My guess is that the Chancellor of the Exchequer doesn’t yet know whether the 23 March Spring Statement will include proposals for a windfall profits tax on North Sea oil and gas producers. However, with growing concerns that energy price inflation is being exacerbated by profiteering, a view reinforced by the statement of the chief executive officer of BP that the company is a ‘cash machine’, a windfall tax looks more likely. Labour have suggested that a 10 per cent increase in corporation tax for North Sea oil and gas producers would generate £1.2bn. Although oil and gas companies already pay a higher rate of corporation tax than other companies in the UK, further taxing the fossil fuel industry might be a more appealing option than taxing UK households.
Many government figures have argued against a windfall tax on the basis that it would deter investment in the North Sea and therefore impair UK energy security. That is patently wrong. Once extracted from the North Sea, oil and gas will be traded on global markets: additional North Sea production would do nothing to secure energy supplies for UK households and businesses. It would however guarantee increased CO2 emissions, which is the last thing the world needs given the climate emergency.
While prolonging the lives of existing nuclear power stations might help reduce the UK’s dependence on imported gas, the rapid creation of additional renewable energy capacity is key. Onshore and offshore wind are the most efficient, followed by solar. These renewable sources are much quicker to construct and bring online than equivalent amounts of nuclear generating capacity.
Would additional tax incentives for renewable energy make a difference? Perhaps, but campaigners are quick to point out that it would be preferable to scrap the tax incentives for fossil fuel production.
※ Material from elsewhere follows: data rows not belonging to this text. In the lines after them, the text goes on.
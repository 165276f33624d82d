use std::sync::Arc;

use plainchat_model::{
    CompletionRequest, Content, ContentPart, ImageRef, Message, Role,
    TokenLimit,
};

use crate::conversation::Conversation;
use crate::error::Error;
use crate::profile::ModelProfiles;

/// The instruction sent as the system message of every request.
pub const SYSTEM_INSTRUCTION: &str = "\
You are a friendly and helpful AI assistant.

Important guidelines:
1. Never use markdown formatting (**, *, #, -, `, [] and the like).
2. Write in plain, natural text that is easy to read.
3. Keep line breaks to a minimum. One blank line between paragraphs is enough.
4. Never use several blank lines in a row.
5. Keep the answer concise and flowing.";

/// The user text sent along an image when the user typed nothing.
pub const DEFAULT_IMAGE_PROMPT: &str = "Please analyze this image.";

/// The model that receives every request carrying an image.
pub const DEFAULT_VISION_MODEL: &str = "gpt-4o";

/// Caller-chosen sampling parameters.
#[derive(Clone, Debug, PartialEq)]
pub struct RequestParams {
    /// The requested model id. Images override it.
    pub model: String,
    /// Sampling temperature in `0.0..=2.0`. Dropped for models that
    /// reject it.
    pub temperature: f32,
    /// Maximum number of tokens to generate.
    pub max_output_tokens: u32,
}

impl Default for RequestParams {
    #[inline]
    fn default() -> Self {
        Self {
            model: "gpt-5-mini".to_owned(),
            temperature: 0.7,
            max_output_tokens: 1000,
        }
    }
}

/// Shapes a conversation into the request for a given model.
///
/// The builder is immutable once created and holds no per-request state,
/// so one instance can serve concurrent requests.
#[derive(Clone, Debug)]
pub struct RequestBuilder {
    profiles: Arc<ModelProfiles>,
    vision_model: String,
}

impl Default for RequestBuilder {
    #[inline]
    fn default() -> Self {
        Self {
            profiles: ModelProfiles::builtin(),
            vision_model: DEFAULT_VISION_MODEL.to_owned(),
        }
    }
}

impl RequestBuilder {
    /// Creates a builder with the built-in profile table.
    #[inline]
    pub fn new() -> Self {
        Self::default()
    }

    /// Uses a custom profile table.
    #[inline]
    pub fn with_profiles(mut self, profiles: Arc<ModelProfiles>) -> Self {
        self.profiles = profiles;
        self
    }

    /// Sets the model that receives requests carrying an image.
    #[inline]
    pub fn with_vision_model<S: Into<String>>(mut self, model: S) -> Self {
        self.vision_model = model.into();
        self
    }

    /// Returns the profile table in use.
    #[inline]
    pub fn profiles(&self) -> &ModelProfiles {
        &self.profiles
    }

    /// Builds the request for the next assistant turn.
    ///
    /// When `image` is given, the latest user message becomes a text part
    /// followed by the image (a new user message is appended if the
    /// conversation doesn't end with one) and the vision model is used no
    /// matter which model was requested.
    ///
    /// Unknown model ids don't fail: the fallback profile is used and the
    /// request reports it through
    /// [`CompletionRequest::used_fallback_profile`].
    pub fn build(
        &self,
        conversation: &Conversation,
        params: &RequestParams,
        image: Option<&ImageRef>,
    ) -> Result<CompletionRequest, Error> {
        if params.max_output_tokens == 0 {
            return Err(Error::invalid_argument(
                "max_output_tokens must be positive",
            ));
        }

        let mut history = conversation.messages().to_vec();
        let model = match image {
            Some(image) => {
                attach_image(&mut history, image);
                if params.model != self.vision_model {
                    debug!(
                        requested = %params.model,
                        vision_model = %self.vision_model,
                        "image attached, switching model"
                    );
                }
                self.vision_model.as_str()
            }
            None => params.model.as_str(),
        };
        if history.last().map(|msg| msg.role) != Some(Role::User) {
            return Err(Error::invalid_argument(
                "conversation doesn't end with a user message",
            ));
        }

        let (profile, used_fallback_profile) = match self.profiles.get(model) {
            Ok(profile) => (*profile, false),
            Err(err) => {
                warn!("{err}, using the fallback profile");
                (self.profiles.fallback(), true)
            }
        };
        // Models without temperature support drop the value unchecked.
        if profile.supports_temperature
            && !(0.0..=2.0).contains(&params.temperature)
        {
            return Err(Error::invalid_argument(format!(
                "temperature must be within 0.0..=2.0, got {}",
                params.temperature
            )));
        }

        if !profile.supports_vision {
            // The image of this turn always goes through, it selected the
            // model in the first place.
            let keep_last = usize::from(image.is_some());
            let end = history.len() - keep_last;
            for msg in &mut history[..end] {
                if msg.content.has_image() {
                    trace!("dropping image parts for {model}");
                    msg.content = Content::Text(msg.content.text());
                }
            }
        }

        let mut messages = Vec::with_capacity(history.len() + 1);
        messages.push(Message::system(SYSTEM_INSTRUCTION));
        messages.extend(history);

        let temperature =
            profile.supports_temperature.then_some(params.temperature);
        let token_limit = TokenLimit {
            param: profile.token_limit,
            value: params.max_output_tokens,
        };

        Ok(CompletionRequest::new(
            model,
            messages,
            temperature,
            token_limit,
            used_fallback_profile,
        ))
    }
}

/// Builds a request with the built-in profile table.
#[inline]
pub fn build_request(
    conversation: &Conversation,
    params: &RequestParams,
    image: Option<&ImageRef>,
) -> Result<CompletionRequest, Error> {
    RequestBuilder::default().build(conversation, params, image)
}

fn attach_image(history: &mut Vec<Message>, image: &ImageRef) {
    let text = match history.last() {
        Some(msg) if msg.role == Role::User => history
            .pop()
            .map(|msg| msg.content.text())
            .unwrap_or_default(),
        _ => String::new(),
    };
    let text = if text.trim().is_empty() {
        DEFAULT_IMAGE_PROMPT.to_owned()
    } else {
        text
    };
    history.push(Message::user(Content::Parts(vec![
        ContentPart::Text(text),
        ContentPart::Image(image.clone()),
    ])));
}
use std::fmt::{self, Display};

use plainchat_model::{ErrorKind, ModelProviderError};

/// Errors surfaced by the core.
#[derive(Debug)]
pub enum Error {
    /// The caller broke the calling contract, e.g. passed a non-finite
    /// temperature or nothing to send.
    InvalidArgument(String),
    /// The environment is missing something required, usually the API
    /// credential.
    Configuration(String),
    /// The completion service failed.
    RemoteService(Box<dyn ModelProviderError>),
}

impl Error {
    #[inline]
    pub(crate) fn invalid_argument<S: Into<String>>(reason: S) -> Self {
        Self::InvalidArgument(reason.into())
    }

    /// Creates a [`Error::Configuration`] error.
    #[inline]
    pub fn configuration<S: Into<String>>(reason: S) -> Self {
        Self::Configuration(reason.into())
    }

    /// Returns the provider error kind, if the completion service failed.
    #[inline]
    pub fn remote_kind(&self) -> Option<ErrorKind> {
        match self {
            Error::RemoteService(err) => Some(err.kind()),
            _ => None,
        }
    }
}

impl Display for Error {
    fn fmt(&self, f: &mut fmt::Formatter<'_>) -> fmt::Result {
        match self {
            Error::InvalidArgument(reason) => {
                write!(f, "Invalid argument: {reason}")
            }
            Error::Configuration(reason) => {
                write!(f, "Configuration error: {reason}")
            }
            Error::RemoteService(err) => {
                write!(f, "Completion service error ({}): {err}", err.kind())
            }
        }
    }
}

impl std::error::Error for Error {}

impl From<Box<dyn ModelProviderError>> for Error {
    #[inline]
    fn from(err: Box<dyn ModelProviderError>) -> Self {
        Self::RemoteService(err)
    }
}
//! Turning raw model output into display-ready text.
//!
//! The model is asked not to use markdown, but it still decides where to
//! put blank lines. The normalizer bounds the whitespace and turns
//! paragraphs into `<p>` blocks:
//!
//! 1. runs of three or more `\n` collapse to `\n\n`;
//! 2. the whole string is trimmed;
//! 3. the text is split on `\n\n`, remaining single `\n` become spaces;
//! 4. every paragraph is wrapped in `<p>`/`</p>`, without separators.
//!
//! Normalizing is not idempotent: a second pass sees markup, not raw text.

use std::fmt::{self, Display};
use std::sync::LazyLock;

use regex::Regex;
use serde::Serialize;

static BLANK_LINES: LazyLock<Regex> =
    LazyLock::new(|| Regex::new(r"\n{3,}").expect("the pattern is valid"));

const PARAGRAPH_SEPARATOR: &str = "\n\n";

/// How a single newline inside a paragraph is rendered.
#[derive(Clone, Copy, Debug, Default, PartialEq, Eq, Hash)]
pub enum LineBreak {
    /// Wrapped lines flow together, joined with a space.
    #[default]
    Space,
    /// Every line break is kept as a `<br>`.
    Break,
}

/// Options for [`normalize_with`].
#[derive(Clone, Copy, Debug, PartialEq, Eq, Hash)]
pub struct NormalizeOptions {
    /// Rendering of intra-paragraph newlines.
    pub line_break: LineBreak,
    /// Escape `& < > " '` inside paragraphs.
    ///
    /// The output is usually inserted as trusted markup, so unescaped model
    /// output can smuggle HTML into the page. Turn this off only when the
    /// text is rendered as plain text anyway.
    pub escape_html: bool,
}

impl Default for NormalizeOptions {
    #[inline]
    fn default() -> Self {
        Self {
            line_break: LineBreak::Space,
            escape_html: true,
        }
    }
}

/// Paragraph-delimited text produced by the normalizer.
#[derive(Clone, Debug, PartialEq, Eq, Hash, Serialize)]
#[serde(transparent)]
pub struct NormalizedText(String);

impl NormalizedText {
    /// Returns the markup.
    #[inline]
    pub fn as_str(&self) -> &str {
        &self.0
    }

    /// Converts into the underlying string.
    #[inline]
    pub fn into_string(self) -> String {
        self.0
    }
}

impl Display for NormalizedText {
    fn fmt(&self, f: &mut fmt::Formatter<'_>) -> fmt::Result {
        f.write_str(&self.0)
    }
}

impl AsRef<str> for NormalizedText {
    #[inline]
    fn as_ref(&self) -> &str {
        &self.0
    }
}

/// Normalizes a raw response with the default options.
#[inline]
pub fn normalize_response(raw: &str) -> NormalizedText {
    normalize_with(raw, &NormalizeOptions::default())
}

/// Normalizes a raw response.
pub fn normalize_with(raw: &str, options: &NormalizeOptions) -> NormalizedText {
    let text = normalize_plain(raw);
    let line_sep = match options.line_break {
        LineBreak::Space => " ",
        LineBreak::Break => "<br>",
    };

    let mut out = String::with_capacity(text.len() + 16);
    for paragraph in text.split(PARAGRAPH_SEPARATOR) {
        out.push_str("<p>");
        for (idx, line) in paragraph.split('\n').enumerate() {
            if idx > 0 {
                out.push_str(line_sep);
            }
            if options.escape_html {
                push_escaped(&mut out, line);
            } else {
                out.push_str(line);
            }
        }
        out.push_str("</p>");
    }
    NormalizedText(out)
}

/// Bounds blank lines and trims the text, without adding markup.
///
/// For front-ends that render plain text themselves.
pub fn normalize_plain(raw: &str) -> String {
    BLANK_LINES
        .replace_all(raw, PARAGRAPH_SEPARATOR)
        .trim()
        .to_owned()
}

fn push_escaped(out: &mut String, text: &str) {
    for ch in text.chars() {
        match ch {
            '&' => out.push_str("&amp;"),
            '<' => out.push_str("&lt;"),
            '>' => out.push_str("&gt;"),
            '"' => out.push_str("&quot;"),
            '\'' => out.push_str("&#x27;"),
            _ => out.push(ch),
        }
    }
}

#[cfg(test)]
mod tests {
    use super::*;

    #[test]
    fn test_collapses_blank_lines() {
        assert_eq!(
            normalize_response("a\n\n\n\nb").as_str(),
            "<p>a</p><p>b</p>"
        );
        assert_eq!(
            normalize_response("a\n\n\nb\n\nc").as_str(),
            "<p>a</p><p>b</p><p>c</p>"
        );
    }

    #[test]
    fn test_single_newline_becomes_space() {
        assert_eq!(normalize_response("a\nb").as_str(), "<p>a b</p>");
    }

    #[test]
    fn test_strips_outer_whitespace() {
        assert_eq!(
            normalize_response("  a  \n\n  b  ").as_str(),
            "<p>a  </p><p>  b</p>"
        );
        assert_eq!(
            normalize_response("\n\n\n\nhello\n\n\n").as_str(),
            "<p>hello</p>"
        );
    }

    #[test]
    fn test_empty_input() {
        assert_eq!(normalize_response("").as_str(), "<p></p>");
        assert_eq!(normalize_response(" \n\n \t").as_str(), "<p></p>");
    }

    #[test]
    fn test_single_paragraph() {
        let out = normalize_response("Just one line.");
        assert_eq!(out.as_str(), "<p>Just one line.</p>");
        assert_eq!(out.as_str().matches("<p>").count(), 1);
    }

    #[test]
    fn test_no_long_newline_runs_before_wrapping() {
        let inputs = ["\n\n\n", "a\n\n\n\n\n\nb", "x\n\ny\n\n\n\nz\n"];
        for input in inputs {
            assert!(!normalize_plain(input).contains("\n\n\n"), "{input:?}");
        }
    }

    #[test]
    fn test_every_paragraph_is_wrapped() {
        let out = normalize_response("one\n\ntwo\nlines\n\n\n\nthree");
        let out = out.as_str();
        assert_eq!(out.matches("<p>").count(), 3);
        assert_eq!(out.matches("</p>").count(), 3);
        assert!(!out.contains('\n'));
    }

    #[test]
    fn test_escapes_html() {
        assert_eq!(
            normalize_response("<script>alert('x')</script> & \"q\"").as_str(),
            "<p>&lt;script&gt;alert(&#x27;x&#x27;)&lt;/script&gt; &amp; &quot;q&quot;</p>"
        );

        let options = NormalizeOptions {
            escape_html: false,
            ..Default::default()
        };
        assert_eq!(
            normalize_with("<b>hi</b>", &options).as_str(),
            "<p><b>hi</b></p>"
        );
    }

    #[test]
    fn test_line_break_style() {
        let options = NormalizeOptions {
            line_break: LineBreak::Break,
            ..Default::default()
        };
        assert_eq!(
            normalize_with("a\nb\n\nc", &options).as_str(),
            "<p>a<br>b</p><p>c</p>"
        );
    }

    #[test]
    fn test_not_idempotent() {
        let once = normalize_response("a\n\nb");
        let twice = normalize_response(once.as_str());
        assert_ne!(once, twice);
    }

    #[test]
    fn test_normalize_plain() {
        assert_eq!(normalize_plain("\n hi\n\n\n\nthere \n"), "hi\n\nthere");
    }

    #[test]
    fn test_serializes_as_string() {
        let value = serde_json::to_value(normalize_response("x")).unwrap();
        assert_eq!(value, serde_json::json!("<p>x</p>"));
    }
}
use std::fmt::{self, Display, Formatter};

/// The kind of error that occurred.
#[derive(Clone, Copy, Debug, PartialEq, Eq, Hash)]
pub enum ErrorKind {
    /// The request did not finish in time.
    Timeout,
    /// The credential was rejected by the service.
    Authentication,
    /// The model provider is rate limited, or the quota is used up.
    RateLimitExceeded,
    /// The service refused the request payload.
    InvalidRequest,
    /// The content is moderated.
    Moderated,
    /// Any other errors.
    Other,
}

impl ErrorKind {
    /// Returns `true` if sending the same request again may succeed.
    #[inline]
    pub fn is_transient(self) -> bool {
        matches!(self, ErrorKind::Timeout | ErrorKind::RateLimitExceeded)
    }
}

impl Display for ErrorKind {
    fn fmt(&self, f: &mut Formatter<'_>) -> fmt::Result {
        match self {
            ErrorKind::Timeout => write!(f, "Request timed out"),
            ErrorKind::Authentication => write!(f, "Authentication failed"),
            ErrorKind::RateLimitExceeded => write!(f, "Rate limit exceeded"),
            ErrorKind::InvalidRequest => write!(f, "Invalid request"),
            ErrorKind::Moderated => write!(f, "Content moderated"),
            ErrorKind::Other => write!(f, "Other error"),
        }
    }
}
//! Settings read from the environment.

use std::env;
use std::fmt::{self, Debug, Display};
use std::time::Duration;

use plainchat_core::{ChatService, ChatServiceBuilder, Error as CoreError};
use plainchat_openai_model::{OpenAIConfigBuilder, OpenAIProvider};

const DEFAULT_TIMEOUT_SECS: u64 = 60;
const DEFAULT_MODEL: &str = "gpt-5-mini";

/// An environment variable holds a value that can't be parsed.
#[derive(Clone, Debug, PartialEq, Eq)]
pub struct ConfigError {
    var: &'static str,
    reason: String,
}

impl Display for ConfigError {
    fn fmt(&self, f: &mut fmt::Formatter<'_>) -> fmt::Result {
        write!(f, "invalid {}: {}", self.var, self.reason)
    }
}

impl std::error::Error for ConfigError {}

/// Application settings.
///
/// The API key is optional at load time: a missing key is only an error
/// when a chat request actually needs it, so the web service can still
/// start and report its health.
#[derive(Clone, PartialEq, Eq)]
pub struct AppConfig {
    /// `OPENAI_API_KEY`.
    pub api_key: Option<String>,
    /// `OPENAI_BASE_URL`, the provider default when unset.
    pub base_url: Option<String>,
    /// `OPENAI_TIMEOUT_SECS`.
    pub timeout: Duration,
    /// `PLAINCHAT_DEFAULT_MODEL`, used when a request names no model.
    pub default_model: String,
}

impl AppConfig {
    /// Reads the settings from the process environment.
    #[inline]
    pub fn from_env() -> Result<Self, ConfigError> {
        Self::from_lookup(|name| env::var(name).ok())
    }

    /// Reads the settings through `lookup`, which maps a variable name
    /// to its value.
    pub fn from_lookup(
        lookup: impl Fn(&str) -> Option<String>,
    ) -> Result<Self, ConfigError> {
        let non_empty = |name: &str| {
            lookup(name)
                .map(|v| v.trim().to_owned())
                .filter(|v| !v.is_empty())
        };

        let timeout = match non_empty("OPENAI_TIMEOUT_SECS") {
            Some(raw) => {
                let secs = raw.parse::<u64>().map_err(|err| ConfigError {
                    var: "OPENAI_TIMEOUT_SECS",
                    reason: format!("{raw:?}: {err}"),
                })?;
                Duration::from_secs(secs)
            }
            None => Duration::from_secs(DEFAULT_TIMEOUT_SECS),
        };

        Ok(Self {
            api_key: non_empty("OPENAI_API_KEY"),
            base_url: non_empty("OPENAI_BASE_URL"),
            timeout,
            default_model: non_empty("PLAINCHAT_DEFAULT_MODEL")
                .unwrap_or_else(|| DEFAULT_MODEL.to_owned()),
        })
    }

    /// Whether a credential is available.
    #[inline]
    pub fn has_api_key(&self) -> bool {
        self.api_key.is_some()
    }

    /// Creates the chat service backed by the OpenAI provider.
    ///
    /// Fails with a configuration error when no credential is set.
    pub fn chat_service(&self) -> Result<ChatService, CoreError> {
        let Some(api_key) = &self.api_key else {
            return Err(CoreError::configuration("OPENAI_API_KEY is not set"));
        };

        let mut builder = OpenAIConfigBuilder::with_api_key(api_key.clone())
            .with_timeout(self.timeout);
        if let Some(base_url) = &self.base_url {
            builder = builder.with_base_url(base_url.clone());
        }
        let provider = OpenAIProvider::new(builder.build());
        Ok(ChatServiceBuilder::with_model_provider(provider).build())
    }
}

impl Debug for AppConfig {
    fn fmt(&self, f: &mut fmt::Formatter<'_>) -> fmt::Result {
        f.debug_struct("AppConfig")
            .field("api_key", &self.api_key.as_ref().map(|_| "<deducted>"))
            .field("base_url", &self.base_url)
            .field("timeout", &self.timeout)
            .field("default_model", &self.default_model)
            .finish()
    }
}
use std::error::Error;

use crate::error::ErrorKind;
use crate::request::CompletionRequest;
use crate::response::Completion;

/// The error type for a model provider.
pub trait ModelProviderError: Error + Send + Sync + 'static {
    /// Returns the kind of this error.
    fn kind(&self) -> ErrorKind;
}

/// A type that represents a completion service.
///
/// Once the provider is created, it should behave like a stateless object.
/// It can still have internal state, but callers should not rely on it,
/// and the provider should be prepared for being dropped anytime.
pub trait ModelProvider: Send + Sync {
    /// The error type that may be returned by the provider.
    type Error: ModelProviderError;

    /// Sends a request to the model and waits for the whole response.
    fn send_request(
        &self,
        req: &CompletionRequest,
    ) -> impl Future<Output = Result<Completion, Self::Error>> + Send + 'static;
}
What might the Chancellor do on 23 March to support the rapid creation of new renewable energy, so reducing the UK’s exposure to devastating increases in global fossil fuel prices?
There are two clear possibilities. Both relate to planning permission.
First, make it easier for renewable energy companies to work with local communities to install local solar and onshore wind capacity. Onshore wind farms were the subject of a government moratorium in 2015. As George Bernard Shaw said, ‘Those who cannot change their minds cannot change anything’. Surely the time has come to lift that moratorium.
Second, introduce planning relaxations to assist the connection of utility-scale wind and solar installations to the grid.
The Chancellor’s critics observe that, while he has been effective in responding to many of the challenges which have arisen during turbulent times, it is not clear whether he has a clear tax strategy for the longer term. On 24 February 2022, the Chancellor delivered the annual Mais lecture at Bayes Business School in which he challenged his critics.
While firmly believing in lower taxes, the Chancellor disputes the notion that tax cuts always pay for themselves. ‘They do not’, he said. It is difficult to cut taxes at a time when demands on the state are growing. The Chancellor committed to delivering a lower-tax economy, but in a responsible way which tackles the country’s long-term challenges. Higher taxes may be with us for some time to come. As Mr Sunak develops a business tax strategy for the years ahead, a priority will be to cut taxes on business investment. He will also analyse the apprenticeship levy to make sure it is doing enough to incentivise businesses to invest in the right kinds of training.
The bottom line is clear: the Chancellor believes that it is not credible to grow the economy with public spending or supposedly self-funding tax cuts. The Government will use the tax and regulatory levers at its disposal to foster a new culture of enterprise that will create our future economy. Drawing on lessons from history, tax-cutting will not begin until the deficit is under control.